▸ **Data under study**
//! Command-line parsing for `lspat`.
//!
//! Argument parsing and command dispatch stay separate from the statistics
//! code: every flag lands in `AnalysisArgs` and is turned into an
//! `AnalysisConfig` by `app::analysis_config_from_args`.

use std::path::PathBuf;

use clap::{Args, Parser, Subcommand};

use crate::domain::{BandwidthCriterion, Crs, CrsArg, IslandPolicy, KernelKind, Variable, WeightsKind};

/// Top-level CLI.
#[derive(Debug, Parser)]
#[command(name = "lspat", version, about = "Spatial econometrics for short-let listing prices")]
pub struct Cli {
    /// Debug-level logging (`RUST_LOG` still wins).
    #[arg(short = 'v', long, global = true)]
    pub verbose: bool,

    #[command(subcommand)]
    pub command: Command,
}

#[derive(Debug, Subcommand)]
pub enum Command {
    /// Full run: Moran/LISA, OLS + spatial lag/error, GWR, clustering, plots and exports.
    Analyze(AnalysisArgs),
    /// Spatial autocorrelation only: global Moran's I, LISA and the scatterplot.
    Moran(AnalysisArgs),
    /// GWR bandwidth search only, with the full criterion trace.
    Bandwidth(AnalysisArgs),
    /// Interactive map viewer.
    ///
    /// Runs the same pipeline as `lspat analyze`, then renders layers with
    /// Ratatui. Keys switch layers, cycle the kernel and change k.
    Tui(AnalysisArgs),
}

/// Options shared by every subcommand.
#[derive(Debug, Args, Clone)]
pub struct AnalysisArgs {
    /// Listings CSV (Inside Airbnb `listings.csv` layout).
    #[arg(short = 'l', long, env = "LSPAT_LISTINGS", value_name = "CSV")]
    pub listings: Option<PathBuf>,

    /// Polygon shapefile with area boundaries (`.shp` plus `.dbf`, optional `.prj`).
    #[arg(short = 'b', long, env = "LSPAT_BOUNDARIES", value_name = "SHP")]
    pub boundaries: Option<PathBuf>,

    /// Use the synthetic demo dataset instead of files.
    #[arg(long)]
    pub demo: bool,

    /// Demo grid side (areas = side²).
    #[arg(long, default_value_t = 12)]
    pub demo_grid: usize,

    /// Demo listings per area.
    #[arg(long, default_value_t = 40)]
    pub demo_listings: usize,

    /// Attribute field holding the area id (default: first known candidate).
    #[arg(long)]
    pub id_field: Option<String>,

    /// Attribute field holding the area name.
    #[arg(long)]
    pub name_field: Option<String>,

    /// CRS of the listing coordinates.
    #[arg(long, value_enum, default_value_t = Crs::Wgs84)]
    pub listing_crs: Crs,

    /// CRS of the boundaries (`auto` reads the `.prj`).
    #[arg(long, value_enum, default_value_t = CrsArg::Auto)]
    pub boundary_crs: CrsArg,

    /// Drop listings priced above this value.
    #[arg(long)]
    pub max_price: Option<f64>,

    /// Minimum listings for an area to be analysed.
    #[arg(long, default_value_t = 3)]
    pub min_listings: usize,

    /// Model the mean price instead of its natural log.
    #[arg(long)]
    pub no_log_price: bool,

    /// Explanatory variables (comma separated).
    #[arg(long = "vars", value_enum, value_delimiter = ',')]
    pub vars: Vec<Variable>,

    /// Spatial weights.
    #[arg(short = 'w', long, value_enum, default_value_t = WeightsKind::Queen)]
    pub weights: WeightsKind,

    /// Neighbors for KNN weights.
    #[arg(long, default_value_t = 6)]
    pub knn_k: usize,

    /// What to do with areas that have no contiguity neighbors.
    #[arg(long, value_enum, default_value_t = IslandPolicy::Nearest)]
    pub islands: IslandPolicy,

    /// Vertex snapping tolerance for contiguity (CRS units).
    #[arg(long)]
    pub snap: Option<f64>,

    /// Permutations for Moran/LISA pseudo p-values (0 disables).
    #[arg(long, default_value_t = 999)]
    pub permutations: usize,

    /// Significance level.
    #[arg(long, default_value_t = 0.05)]
    pub alpha: f64,

    /// Random seed (demo data, permutations, k-means).
    #[arg(long, default_value_t = 42)]
    pub seed: u64,

    /// GWR kernel.
    #[arg(short = 'k', long, value_enum, default_value_t = KernelKind::Bisquare)]
    pub kernel: KernelKind,

    /// Fixed-distance bandwidth instead of nearest-neighbor count.
    #[arg(long)]
    pub fixed: bool,

    /// Bandwidth selection criterion.
    #[arg(long, value_enum, default_value_t = BandwidthCriterion::Aicc)]
    pub criterion: BandwidthCriterion,

    /// Use this bandwidth and skip the search.
    #[arg(long)]
    pub bandwidth: Option<f64>,

    /// Lower bound of the bandwidth search.
    #[arg(long)]
    pub bw_min: Option<f64>,

    /// Upper bound of the bandwidth search.
    #[arg(long)]
    pub bw_max: Option<f64>,

    /// Step for an interval search instead of golden section.
    #[arg(long)]
    pub bw_interval: Option<f64>,

    /// Fit GWR on raw rather than z-standardized variables.
    #[arg(long)]
    pub no_standardize: bool,

    /// k-means clusters on local coefficients.
    #[arg(short = 'c', long, default_value_t = 4)]
    pub clusters: usize,

    /// Largest k for the elbow/silhouette scan (0 disables).
    #[arg(long, default_value_t = 8)]
    pub cluster_k_max: usize,

    /// k-means restarts.
    #[arg(long, default_value_t = 10)]
    pub restarts: usize,

    /// k-means iteration cap.
    #[arg(long, default_value_t = 300)]
    pub max_iter: usize,

    /// Disable terminal plots.
    #[arg(long)]
    pub no_plot: bool,

    /// Plot width (columns).
    #[arg(long, default_value_t = 72)]
    pub width: usize,

    /// Plot height (rows).
    #[arg(long, default_value_t = 28)]
    pub height: usize,

    /// Write per-area results to CSV.
    #[arg(long, value_name = "CSV")]
    pub export_areas: Option<PathBuf>,

    /// Write a JSON run summary.
    #[arg(long, value_name = "JSON")]
    pub export_summary: Option<PathBuf>,

    /// Write a markdown diagnostics bundle under `debug/`.
    #[arg(long)]
    pub debug_bundle: bool,
}

#[cfg(test)]
mod tests {
    use super::*;

    #[test]
    fn parses_analyze_with_vars_and_kernel() {
        let cli = Cli::parse_from([
            "lspat",
            "analyze",
            "--demo",
            "--vars",
            "accommodates,bedrooms",
            "-k",
            "gaussian",
            "--fixed",
        ]);
        let Command::Analyze(args) = cli.command else {
            panic!("expected analyze");
        };
        assert!(args.demo);
        assert_eq!(args.vars, vec![Variable::Accommodates, Variable::Bedrooms]);
        assert_eq!(args.kernel, KernelKind::Gaussian);
        assert!(args.fixed);
    }

    #[test]
    fn verbose_is_global() {
        let cli = Cli::parse_from(["lspat", "moran", "--demo", "-v"]);
        assert!(cli.verbose);
    }
}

▸ **Instructions to follow**
In the material above, find every line with the word "Attribute" and show it.

▸ **Exercise response**
    /// Attribute field holding the area id (default: first known candidate).
    /// Attribute field holding the area name.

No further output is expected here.